Once you have read the records below, report how many lines contain the word "InvalidDatabaseUrl", and give nothing besides that number.

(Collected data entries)
----

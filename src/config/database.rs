//! Database configuration
//!
//! The whole section is optional: without it the service runs on in-memory
//! repositories.

use secrecy::{ExposeSecret, SecretString};
use serde::Deserialize;
use std::time::Duration;

use super::error::ValidationError;

/// PostgreSQL connection settings
#[derive(Debug, Clone, Deserialize)]
pub struct DatabaseConfig {
    /// Connection URL; may embed credentials
    pub url: SecretString,

    #[serde(default = "default_min_connections")]
    pub min_connections: u32,

    #[serde(default = "default_max_connections")]
    pub max_connections: u32,

    /// Connection acquire timeout in seconds
    #[serde(default = "default_acquire_timeout")]
    pub acquire_timeout_secs: u64,

    /// Idle connection timeout in seconds
    #[serde(default = "default_idle_timeout")]
    pub idle_timeout_secs: u64,

    /// Maximum connection lifetime in seconds
    #[serde(default = "default_max_lifetime")]
    pub max_lifetime_secs: u64,

    /// Apply embedded migrations on startup
    #[serde(default = "default_run_migrations")]
    pub run_migrations: bool,
}

impl DatabaseConfig {
    pub fn new(url: impl Into<String>) -> Self {
        Self {
            url: SecretString::new(url.into()),
            min_connections: default_min_connections(),
            max_connections: default_max_connections(),
            acquire_timeout_secs: default_acquire_timeout(),
            idle_timeout_secs: default_idle_timeout(),
            max_lifetime_secs: default_max_lifetime(),
            run_migrations: default_run_migrations(),
        }
    }

    pub fn url(&self) -> &str {
        self.url.expose_secret()
    }

    pub fn acquire_timeout(&self) -> Duration {
        Duration::from_secs(self.acquire_timeout_secs)
    }

    pub fn idle_timeout(&self) -> Duration {
        Duration::from_secs(self.idle_timeout_secs)
    }

    pub fn max_lifetime(&self) -> Duration {
        Duration::from_secs(self.max_lifetime_secs)
    }

    /// Validate database configuration
    pub fn validate(&self) -> Result<(), ValidationError> {
        let url = self.url();
        if url.is_empty() {
            return Err(ValidationError::MissingRequired("SITE_SIGNAL__DATABASE__URL"));
        }
        if !url.starts_with("postgres://") && !url.starts_with("postgresql://") {
            return Err(ValidationError::InvalidDatabaseUrl);
        }
        if self.min_connections > self.max_connections {
            return Err(ValidationError::InvalidPoolSize);
        }
        if self.max_connections > 100 {
            return Err(ValidationError::PoolSizeTooLarge);
        }
        Ok(())
    }
}

fn default_min_connections() -> u32 {
    1
}

fn default_max_connections() -> u32 {
    10
}

fn default_acquire_timeout() -> u64 {
    10
}

fn default_idle_timeout() -> u64 {
    600
}

fn default_max_lifetime() -> u64 {
    1800
}

fn default_run_migrations() -> bool {
    true
}

#[cfg(test)]
mod tests {
    use super::*;

    #[test]
    fn new_applies_defaults() {
        let config = DatabaseConfig::new("postgres://localhost/site_signal");
        assert_eq!(config.min_connections, 1);
        assert_eq!(config.max_connections, 10);
        assert!(config.run_migrations);
        assert_eq!(config.acquire_timeout(), Duration::from_secs(10));
    }

    #[test]
    fn debug_output_hides_url() {
        let config = DatabaseConfig::new("postgres://admin:hunter2@db/site_signal");
        assert!(!format!("{:?}", config).contains("hunter2"));
    }

    #[test]
    fn empty_url_is_missing() {
        let config = DatabaseConfig::new("");
        assert!(matches!(config.validate(), Err(ValidationError::MissingRequired(_))));
    }

    #[test]
    fn non_postgres_url_rejected() {
        let config = DatabaseConfig::new("mysql://localhost/test");
        assert_eq!(config.validate(), Err(ValidationError::InvalidDatabaseUrl));
    }

    #[test]
    fn pool_bounds_checked() {
        let mut config = DatabaseConfig::new("postgresql://localhost/test");
        config.min_connections = 12;
        assert_eq!(config.validate(), Err(ValidationError::InvalidPoolSize));

        config.min_connections = 1;
        config.max_connections = 150;
        assert_eq!(config.validate(), Err(ValidationError::PoolSizeTooLarge));
    }
}
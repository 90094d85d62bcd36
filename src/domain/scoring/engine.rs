//! Score Engine - metric signals, overall site signal, and completion.

use serde::{Deserialize, Serialize};

use super::{DropdownMetric, SignalScore};
use crate::domain::foundation::Percentage;

/// One entered measurement against one target.
///
/// `None` means "not provided", which is distinct from a provided zero.
#[derive(Debug, Clone, Copy, PartialEq, Default, Serialize, Deserialize)]
pub struct MetricScoreInput {
    pub entered_value: Option<f64>,
    pub target_value: Option<f64>,
    pub higher_is_better: bool,
}

impl MetricScoreInput {
    pub fn new(
        entered_value: Option<f64>,
        target_value: Option<f64>,
        higher_is_better: bool,
    ) -> Self {
        Self {
            entered_value,
            target_value,
            higher_is_better,
        }
    }
}

/// Stateless scoring functions.
///
/// Absent or degenerate data yields `None` rather than an error; no input
/// makes these functions panic.
pub struct ScoreEngine;

impl ScoreEngine {
    /// Scores one metric, resolving `metric_identifier` against the dropdown allow-list.
    pub fn metric_signal_score(
        input: &MetricScoreInput,
        metric_identifier: Option<&str>,
    ) -> Option<SignalScore> {
        let dropdown = metric_identifier.and_then(DropdownMetric::from_identifier);
        Self::score_metric(input, dropdown)
    }

    /// Scores one metric.
    ///
    /// # Rules (first match wins)
    /// 1. No entered value: `None`
    /// 2. Dropdown metric: entered value clamped to 0-100, target ignored
    /// 3. No target: `None`
    /// 4. Zero target: higher-is-better hits with any non-negative entry;
    ///    lower-is-better only with an exact zero
    /// 5. Zero entry: 0 for higher-is-better; for lower-is-better 100 against a
    ///    positive target, 0 against a negative one
    /// 6. Otherwise the entered/target ratio (inverted for lower-is-better),
    ///    with sign mismatches pinned to 0 or 100, rounded and clamped
    pub fn score_metric(
        input: &MetricScoreInput,
        dropdown: Option<DropdownMetric>,
    ) -> Option<SignalScore> {
        let entered = input.entered_value?;
        if entered.is_nan() {
            return None;
        }

        if dropdown.is_some() {
            return SignalScore::clamped(entered);
        }

        let target = input.target_value?;
        if target.is_nan() {
            return None;
        }

        if target == 0.0 {
            let hit = if input.higher_is_better {
                entered >= 0.0
            } else {
                entered == 0.0
            };
            return Some(Self::pinned(hit));
        }

        if entered == 0.0 {
            return Some(Self::pinned(!input.higher_is_better && target > 0.0));
        }

        let raw = if input.higher_is_better {
            if target > 0.0 && entered < 0.0 {
                return Some(SignalScore::MIN);
            }
            (entered / target) * 100.0
        } else {
            if target > 0.0 && entered < 0.0 {
                return Some(SignalScore::MAX);
            }
            if target < 0.0 && entered > 0.0 {
                return Some(SignalScore::MIN);
            }
            (target / entered) * 100.0
        };

        SignalScore::clamped(raw.round())
    }

    /// Rounded mean of the present scores; `None` when nothing was scored.
    pub fn overall_signal_score<I>(scores: I) -> Option<SignalScore>
    where
        I: IntoIterator<Item = Option<SignalScore>>,
    {
        let (sum, count) = scores
            .into_iter()
            .flatten()
            .fold((0.0_f64, 0_u32), |(sum, count), score| (sum + score.value(), count + 1));

        if count == 0 {
            return None;
        }

        SignalScore::clamped((sum / f64::from(count)).round())
    }

    /// Share of completed items, rounded and clamped to 0-100.
    pub fn completion_percentage(total_items: usize, completed_items: usize) -> Percentage {
        if total_items == 0 {
            return Percentage::ZERO;
        }

        let ratio = completed_items as f64 / total_items as f64 * 100.0;
        Percentage::from_f64_clamped(ratio).unwrap_or(Percentage::ZERO)
    }

    fn pinned(hit: bool) -> SignalScore {
        if hit {
            SignalScore::MAX
        } else {
            SignalScore::MIN
        }
    }
}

----

Result below
2